Macromolecules increase the channeling of ADP from externally associated hexokinase to the matrix of mitochondria.

Macromolecules can restore the morphological changes in the outer mitochondrial compartment that occur upon isolation of the organelle. They decrease the volume of the intermembrane space and increase the number of intermembrane contact sites. In this study, we investigated the effects of macromolecules on one of the processes occurring in the mitochondrial outer compartment and for which the native structure might be important, i.e. the ADP supply from outer-membrane-bound hexokinase-I to oxidative phosphorylation. With the use of a reconstituted system in which rat liver mitochondria and extramitochondrial pyruvate kinase compete for ADP generated by hexokinase, it was shown that (a) part of the ADP generated by mitochondrially associated hexokinase is not accessible to pyruvate kinase and is channeled into the mitochondrion, (b) in the presence of 10% (mass/vol.) macromolecules (i.e. dextran M20 or BSA) the pyruvate kinase inaccessible fraction increases from 19% to 31% of the ADP produced by hexokinase, (c) the ADP channeling is a characteristic property of bound hexokinase, and (d) the increased channeling induced by macromolecules can neither be explained by direct effects of these macromolecules on the basic respiratory properties of rat liver mitochondria, nor by direct effects of the kinetic properties of hexokinase-I. ATP and ADP determinations were performed in hexokinase/mitochondria incubation mixtures in the presence of macromolecules.
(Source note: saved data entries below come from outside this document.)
//! Handlers for the `/integrations` resource.
//!
//! Every handler except [`health`] needs the integration service and
//! answers 503 when it was not configured at startup.

use std::sync::Arc;

use axum::extract::{Path, Query, State};
use axum::Json;
use chrono::Utc;
use dealpulse_core::types::Timestamp;
use dealpulse_core::validation::validate_required_text;
use dealpulse_integrations::config::ServiceAvailability;
use dealpulse_integrations::gong::GongCall;
use dealpulse_integrations::hubspot::HubSpotDeal;
use dealpulse_integrations::service::{
    CallAnalysisReport, ConnectionReport, CopilotAnswer, DealAnalysisReport, SalesUser,
    SilentCrmDeal, TeamPerformance, UserDashboard, UserRole, DEFAULT_CALL_DAYS,
    MAX_CALL_DAYS,
};
use dealpulse_integrations::{IntegrationError, IntegrationService};
use serde::{Deserialize, Serialize};

use crate::error::{AppError, AppResult};
use crate::response::DataResponse;
use crate::state::AppState;

const NOT_CONFIGURED: &str =
    "Integration services not available. Please configure API tokens.";

fn require_integrations(state: &AppState) -> AppResult<Arc<IntegrationService>> {
    state
        .integrations
        .clone()
        .ok_or_else(|| AppError::ServiceUnavailable(NOT_CONFIGURED.to_string()))
}

// ---------------------------------------------------------------------------
// Request / response types
// ---------------------------------------------------------------------------

#[derive(Debug, Serialize)]
pub struct IntegrationHealth {
    /// `ready` or `not_configured`.
    pub status: &'static str,
    pub services: ServiceAvailability,
    pub timestamp: Timestamp,
}

#[derive(Debug, Deserialize)]
pub struct CallsParams {
    /// Look-back window in days; non-positive values fall back to 30 and
    /// larger ones are capped at 365.
    pub days: Option<i64>,
}

#[derive(Debug, Deserialize)]
pub struct AnalyzeDealRequest {
    pub deal_id: String,
    pub user_id: String,
}

#[derive(Debug, Deserialize)]
pub struct AnalyzeCallRequest {
    pub call_id: String,
}

#[derive(Debug, Deserialize)]
pub struct CopilotRequest {
    pub question: String,
    pub user_id: String,
}

// ---------------------------------------------------------------------------
// Handlers
// ---------------------------------------------------------------------------

/// GET /api/v1/integrations/health
pub async fn health(State(state): State<AppState>) -> Json<DataResponse<IntegrationHealth>> {
    let status = if state.integrations.is_some() {
        "ready"
    } else {
        "not_configured"
    };
    Json(DataResponse {
        data: IntegrationHealth {
            status,
            services: state.integration_availability,
            timestamp: Utc::now(),
        },
    })
}

/// GET /api/v1/integrations/dashboard/{user_id}
pub async fn user_dashboard(
    State(state): State<AppState>,
    Path(user_id): Path<String>,
) -> AppResult<Json<DataResponse<UserDashboard>>> {
    let service = require_integrations(&state)?;
    let dashboard = service.user_dashboard(&user_id).await?;
    Ok(Json(DataResponse { data: dashboard }))
}

/// GET /api/v1/integrations/deals/{user_id}
pub async fn user_deals(
    State(state): State<AppState>,
    Path(user_id): Path<String>,
) -> AppResult<Json<DataResponse<Vec<HubSpotDeal>>>> {
    let service = require_integrations(&state)?;
    let deals = service.user_deals(&user_id).await?;
    Ok(Json(DataResponse { data: deals }))
}

/// GET /api/v1/integrations/calls/{user_id}
pub async fn user_calls(
    State(state): State<AppState>,
    Path(user_id): Path<String>,
    Query(params): Query<CallsParams>,
) -> AppResult<Json<DataResponse<Vec<GongCall>>>> {
    let service = require_integrations(&state)?;
    let days = params
        .days
        .filter(|d| *d > 0)
        .unwrap_or(DEFAULT_CALL_DAYS)
        .min(MAX_CALL_DAYS);
    let calls = service.user_calls(&user_id, days).await?;
    Ok(Json(DataResponse { data: calls }))
}

/// POST /api/v1/integrations/analyze-deal
pub async fn analyze_deal(
    State(state): State<AppState>,
    Json(input): Json<AnalyzeDealRequest>,
) -> AppResult<Json<DataResponse<DealAnalysisReport>>> {
    let service = require_integrations(&state)?;
    validate_required_text(&input.deal_id, "deal_id")?;
    validate_required_text(&input.user_id, "user_id")?;

    let report = service.analyze_deal(&input.deal_id, &input.user_id).await?;
    Ok(Json(DataResponse { data: report }))
}

/// POST /api/v1/integrations/analyze-call
pub async fn analyze_call(
    State(state): State<AppState>,
    Json(input): Json<AnalyzeCallRequest>,
) -> AppResult<Json<DataResponse<CallAnalysisReport>>> {
    let service = require_integrations(&state)?;
    validate_required_text(&input.call_id, "call_id")?;

    let report = service.analyze_call(&input.call_id).await?;
    Ok(Json(DataResponse { data: report }))
}

/// POST /api/v1/integrations/copilot
pub async fn ask_copilot(
    State(state): State<AppState>,
    Json(input): Json<CopilotRequest>,
) -> AppResult<Json<DataResponse<CopilotAnswer>>> {
    let service = require_integrations(&state)?;
    validate_required_text(&input.question, "question")?;
    validate_required_text(&input.user_id, "user_id")?;

    let answer = service.ask_copilot(&input.question, &input.user_id).await?;
    tracing::info!(user_id = %input.user_id, deals = answer.context.deals_count, "Copilot answered");
    Ok(Json(DataResponse { data: answer }))
}

/// GET /api/v1/integrations/silent-deals/{user_id}
pub async fn silent_deals(
    State(state): State<AppState>,
    Path(user_id): Path<String>,
) -> AppResult<Json<DataResponse<Vec<SilentCrmDeal>>>> {
    let service = require_integrations(&state)?;
    let deals = service.silent_deals(&user_id).await?;
    Ok(Json(DataResponse { data: deals }))
}

/// GET /api/v1/integrations/team-performance/{manager_id}
pub async fn team_performance(
    State(state): State<AppState>,
    Path(manager_id): Path<String>,
) -> AppResult<Json<DataResponse<TeamPerformance>>> {
    let service = require_integrations(&state)?;
    let performance = service.team_performance(&manager_id).await?;
    Ok(Json(DataResponse { data: performance }))
}

/// GET /api/v1/integrations/test
pub async fn test_connections(
    State(state): State<AppState>,
) -> AppResult<Json<DataResponse<ConnectionReport>>> {
    let service = require_integrations(&state)?;
    Ok(Json(DataResponse {
        data: service.test_connections().await,
    }))
}

/// GET /api/v1/integrations/user/{user_id}
pub async fn get_user(
    State(state): State<AppState>,
    Path(user_id): Path<String>,
) -> AppResult<Json<DataResponse<SalesUser>>> {
    let service = require_integrations(&state)?;
    let user = service
        .get_user(&user_id)
        .cloned()
        .ok_or(IntegrationError::NotFound {
            entity: "User",
            id: user_id,
        })?;
    Ok(Json(DataResponse { data: user }))
}

/// GET /api/v1/integrations/users/role/{role}
pub async fn users_by_role(
    State(state): State<AppState>,
    Path(role): Path<String>,
) -> AppResult<Json<DataResponse<Vec<SalesUser>>>> {
    let service = require_integrations(&state)?;
    let role = UserRole::from_str_value(&role).map_err(AppError::BadRequest)?;
    let users = service.users_by_role(role).into_iter().cloned().collect();
    Ok(Json(DataResponse { data: users }))
}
These determinations showed that an important consequence of the channeling capacity of bound hexokinase is that lower extramitochondrial ADP levels and consequently higher extramitochondrial ATP/ADP ratios are maintained than when hexokinase is not bound. The experimental data demonstrate that the ADP channeling activity associated with bound hexokinase leads to the formation of two ADP concentration gradients, one across the outer membrane and one between bound hexokinase and the bulk phase.